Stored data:

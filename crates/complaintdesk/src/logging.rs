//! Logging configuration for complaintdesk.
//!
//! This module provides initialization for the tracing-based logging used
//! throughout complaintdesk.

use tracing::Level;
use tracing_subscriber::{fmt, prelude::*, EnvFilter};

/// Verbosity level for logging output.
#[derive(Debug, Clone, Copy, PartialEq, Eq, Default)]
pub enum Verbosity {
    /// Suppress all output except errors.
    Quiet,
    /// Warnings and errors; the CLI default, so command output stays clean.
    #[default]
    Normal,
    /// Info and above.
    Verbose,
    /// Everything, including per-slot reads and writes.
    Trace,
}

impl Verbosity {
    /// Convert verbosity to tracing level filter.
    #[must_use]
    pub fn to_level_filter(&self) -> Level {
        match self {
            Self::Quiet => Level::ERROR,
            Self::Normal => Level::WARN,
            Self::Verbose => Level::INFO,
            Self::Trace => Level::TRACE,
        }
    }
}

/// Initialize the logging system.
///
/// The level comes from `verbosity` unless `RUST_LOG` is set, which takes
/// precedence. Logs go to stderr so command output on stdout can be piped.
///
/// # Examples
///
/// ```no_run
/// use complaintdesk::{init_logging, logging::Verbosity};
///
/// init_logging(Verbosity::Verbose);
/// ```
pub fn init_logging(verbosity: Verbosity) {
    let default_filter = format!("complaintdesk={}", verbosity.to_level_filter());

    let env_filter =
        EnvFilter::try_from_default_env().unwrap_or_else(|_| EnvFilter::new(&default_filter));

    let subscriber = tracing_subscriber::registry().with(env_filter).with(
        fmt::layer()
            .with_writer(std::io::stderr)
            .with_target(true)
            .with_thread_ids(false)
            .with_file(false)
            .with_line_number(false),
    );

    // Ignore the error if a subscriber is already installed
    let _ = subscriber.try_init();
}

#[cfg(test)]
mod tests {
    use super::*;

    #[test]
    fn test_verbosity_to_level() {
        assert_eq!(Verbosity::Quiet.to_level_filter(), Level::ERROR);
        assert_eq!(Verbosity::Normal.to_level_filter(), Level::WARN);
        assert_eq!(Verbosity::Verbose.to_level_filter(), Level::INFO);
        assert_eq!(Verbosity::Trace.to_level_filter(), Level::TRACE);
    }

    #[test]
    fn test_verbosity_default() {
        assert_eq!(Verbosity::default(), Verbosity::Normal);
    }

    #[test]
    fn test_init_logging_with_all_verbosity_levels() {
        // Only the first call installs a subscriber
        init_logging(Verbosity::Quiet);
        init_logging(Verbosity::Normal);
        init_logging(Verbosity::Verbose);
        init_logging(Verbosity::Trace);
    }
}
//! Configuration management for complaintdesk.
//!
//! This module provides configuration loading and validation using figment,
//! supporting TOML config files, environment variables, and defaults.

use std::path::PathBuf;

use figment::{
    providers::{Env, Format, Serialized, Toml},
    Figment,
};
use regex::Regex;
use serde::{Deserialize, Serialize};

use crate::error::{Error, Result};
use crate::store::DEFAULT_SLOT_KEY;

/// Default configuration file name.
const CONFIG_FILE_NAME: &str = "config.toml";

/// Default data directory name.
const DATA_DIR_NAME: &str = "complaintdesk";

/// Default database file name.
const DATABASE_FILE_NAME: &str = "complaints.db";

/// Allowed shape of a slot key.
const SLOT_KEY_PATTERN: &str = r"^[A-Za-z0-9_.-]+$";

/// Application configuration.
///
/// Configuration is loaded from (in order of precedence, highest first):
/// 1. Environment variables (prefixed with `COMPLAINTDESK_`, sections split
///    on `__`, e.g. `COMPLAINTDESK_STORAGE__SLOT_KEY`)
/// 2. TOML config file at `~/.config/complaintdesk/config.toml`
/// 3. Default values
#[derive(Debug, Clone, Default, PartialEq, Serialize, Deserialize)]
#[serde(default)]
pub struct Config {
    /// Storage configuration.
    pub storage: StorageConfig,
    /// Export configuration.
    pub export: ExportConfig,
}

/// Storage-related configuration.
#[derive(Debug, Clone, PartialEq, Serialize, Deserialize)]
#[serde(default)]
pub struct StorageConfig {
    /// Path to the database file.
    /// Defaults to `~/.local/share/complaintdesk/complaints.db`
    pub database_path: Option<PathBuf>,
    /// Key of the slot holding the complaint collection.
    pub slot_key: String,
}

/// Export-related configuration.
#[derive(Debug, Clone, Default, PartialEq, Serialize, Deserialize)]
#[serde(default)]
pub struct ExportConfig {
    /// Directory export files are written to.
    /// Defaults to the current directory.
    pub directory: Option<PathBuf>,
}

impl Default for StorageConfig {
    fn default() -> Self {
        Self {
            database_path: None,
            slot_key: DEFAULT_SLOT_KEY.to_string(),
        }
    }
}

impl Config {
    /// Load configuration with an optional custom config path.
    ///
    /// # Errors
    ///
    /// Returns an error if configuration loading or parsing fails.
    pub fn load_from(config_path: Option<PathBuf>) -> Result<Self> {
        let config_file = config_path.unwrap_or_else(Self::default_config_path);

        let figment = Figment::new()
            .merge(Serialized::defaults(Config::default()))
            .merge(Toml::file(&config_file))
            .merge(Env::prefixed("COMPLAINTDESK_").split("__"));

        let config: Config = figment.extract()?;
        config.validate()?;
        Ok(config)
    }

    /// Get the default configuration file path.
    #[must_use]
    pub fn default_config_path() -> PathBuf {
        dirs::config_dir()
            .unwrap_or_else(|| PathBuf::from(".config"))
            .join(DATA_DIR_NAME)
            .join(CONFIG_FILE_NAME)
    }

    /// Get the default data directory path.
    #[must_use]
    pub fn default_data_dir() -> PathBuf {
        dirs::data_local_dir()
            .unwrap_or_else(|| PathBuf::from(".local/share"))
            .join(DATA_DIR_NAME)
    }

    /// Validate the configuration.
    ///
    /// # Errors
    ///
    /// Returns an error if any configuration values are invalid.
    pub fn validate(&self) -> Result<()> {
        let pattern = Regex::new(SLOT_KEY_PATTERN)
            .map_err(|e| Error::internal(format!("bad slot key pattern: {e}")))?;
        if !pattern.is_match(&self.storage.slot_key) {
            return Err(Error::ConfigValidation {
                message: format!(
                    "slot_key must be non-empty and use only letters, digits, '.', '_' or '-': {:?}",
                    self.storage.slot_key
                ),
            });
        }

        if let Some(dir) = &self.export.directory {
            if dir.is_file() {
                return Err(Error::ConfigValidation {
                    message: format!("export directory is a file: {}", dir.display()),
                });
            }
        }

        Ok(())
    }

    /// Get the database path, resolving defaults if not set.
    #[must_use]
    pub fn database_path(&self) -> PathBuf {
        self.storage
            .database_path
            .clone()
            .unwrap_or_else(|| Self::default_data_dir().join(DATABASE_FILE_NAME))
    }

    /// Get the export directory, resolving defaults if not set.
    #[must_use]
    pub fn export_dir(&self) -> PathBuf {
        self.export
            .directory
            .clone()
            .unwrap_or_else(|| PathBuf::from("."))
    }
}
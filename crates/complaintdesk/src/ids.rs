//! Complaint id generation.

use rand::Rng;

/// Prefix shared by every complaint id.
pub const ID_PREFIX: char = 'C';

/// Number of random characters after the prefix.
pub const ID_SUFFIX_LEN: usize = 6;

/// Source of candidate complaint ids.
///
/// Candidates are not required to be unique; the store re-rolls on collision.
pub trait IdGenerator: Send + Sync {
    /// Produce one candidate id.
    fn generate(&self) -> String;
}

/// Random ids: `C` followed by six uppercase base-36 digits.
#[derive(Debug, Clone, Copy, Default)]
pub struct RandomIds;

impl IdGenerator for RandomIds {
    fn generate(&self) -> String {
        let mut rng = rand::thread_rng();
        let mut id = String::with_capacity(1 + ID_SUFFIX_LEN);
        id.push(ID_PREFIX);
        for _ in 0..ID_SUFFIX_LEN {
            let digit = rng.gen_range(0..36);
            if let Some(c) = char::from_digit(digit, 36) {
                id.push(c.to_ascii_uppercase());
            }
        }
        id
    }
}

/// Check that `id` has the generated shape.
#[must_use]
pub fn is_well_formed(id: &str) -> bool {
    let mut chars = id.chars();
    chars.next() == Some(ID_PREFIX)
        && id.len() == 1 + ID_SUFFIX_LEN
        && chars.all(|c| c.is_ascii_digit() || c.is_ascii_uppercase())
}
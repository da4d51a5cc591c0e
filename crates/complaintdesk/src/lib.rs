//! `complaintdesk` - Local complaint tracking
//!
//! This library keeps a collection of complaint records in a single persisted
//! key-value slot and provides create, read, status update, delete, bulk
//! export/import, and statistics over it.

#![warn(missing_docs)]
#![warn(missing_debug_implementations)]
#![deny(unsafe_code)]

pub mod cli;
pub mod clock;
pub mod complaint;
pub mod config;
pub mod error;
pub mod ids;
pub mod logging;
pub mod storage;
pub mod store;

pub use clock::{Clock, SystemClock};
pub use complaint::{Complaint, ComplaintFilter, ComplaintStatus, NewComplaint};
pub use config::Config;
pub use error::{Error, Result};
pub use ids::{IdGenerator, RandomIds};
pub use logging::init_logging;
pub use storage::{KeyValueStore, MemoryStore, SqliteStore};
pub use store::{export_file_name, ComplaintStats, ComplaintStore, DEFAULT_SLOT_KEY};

**Assignment**
Transcribe the records above from the line holding "configuration for complaintdesk." down to the line holding "tracing level filter.", inclusive, without adding anything.

**Task solution**
//! Logging configuration for complaintdesk.
//!
//! This module provides initialization for the tracing-based logging used
//! throughout complaintdesk.

use tracing::Level;
use tracing_subscriber::{fmt, prelude::*, EnvFilter};

/// Verbosity level for logging output.
#[derive(Debug, Clone, Copy, PartialEq, Eq, Default)]
pub enum Verbosity {
    /// Suppress all output except errors.
    Quiet,
    /// Warnings and errors; the CLI default, so command output stays clean.
    #[default]
    Normal,
    /// Info and above.
    Verbose,
    /// Everything, including per-slot reads and writes.
    Trace,
}

impl Verbosity {
    /// Convert verbosity to tracing level filter.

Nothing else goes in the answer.